_EXERCISE INPUTS:_

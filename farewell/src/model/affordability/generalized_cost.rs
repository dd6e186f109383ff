use crate::model::DescriptiveStatistics;
use farewell_core::model::{SurveyRecord, TransportMode};
use serde::{Deserialize, Serialize};

/// fare plus the respondent's own value of in-vehicle and weighted waiting time
#[derive(Serialize, Deserialize, Debug, Clone, PartialEq)]
pub struct GeneralizedCost {
    pub mode: TransportMode,
    pub cost: DescriptiveStatistics,
}

pub fn generalized_cost(
    mode: TransportMode,
    records: &[&SurveyRecord],
    wait_time_weight: f64,
) -> Option<GeneralizedCost> {
    let costs = records
        .iter()
        .map(|r| r.generalized_cost(wait_time_weight))
        .collect::<Vec<_>>();
    DescriptiveStatistics::from_values(&costs).map(|cost| GeneralizedCost { mode, cost })
}

#[cfg(test)]
mod tests {
    use super::*;
    use farewell_core::model::IncomeGroup;

    #[test]
    fn test_generalized_cost() {
        // VOT = 60 / (30 + 10) = 1.5 BDT/min; cost = 20 + 1.5 * (30 + 1.5 * 10)
        let r = SurveyRecord::new("1", TransportMode::Leguna, IncomeGroup::Low, 20.0, 30.0, 10.0, 2, 60.0);
        let gc = generalized_cost(TransportMode::Leguna, &[&r], 1.5).expect("one record");
        assert!((gc.cost.mean - 87.5).abs() < 1e-12);
        assert_eq!(gc.cost.count, 1);
    }
}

_TASK DIRECTIONS:_ All lines in the entries above that include "SurveyRecord" should be found and copied.

_SOLUTION TO THIS TASK:_
use farewell_core::model::{SurveyRecord, TransportMode};
    records: &[&SurveyRecord],
        let r = SurveyRecord::new("1", TransportMode::Leguna, IncomeGroup::Low, 20.0, 30.0, 10.0, 2, 60.0);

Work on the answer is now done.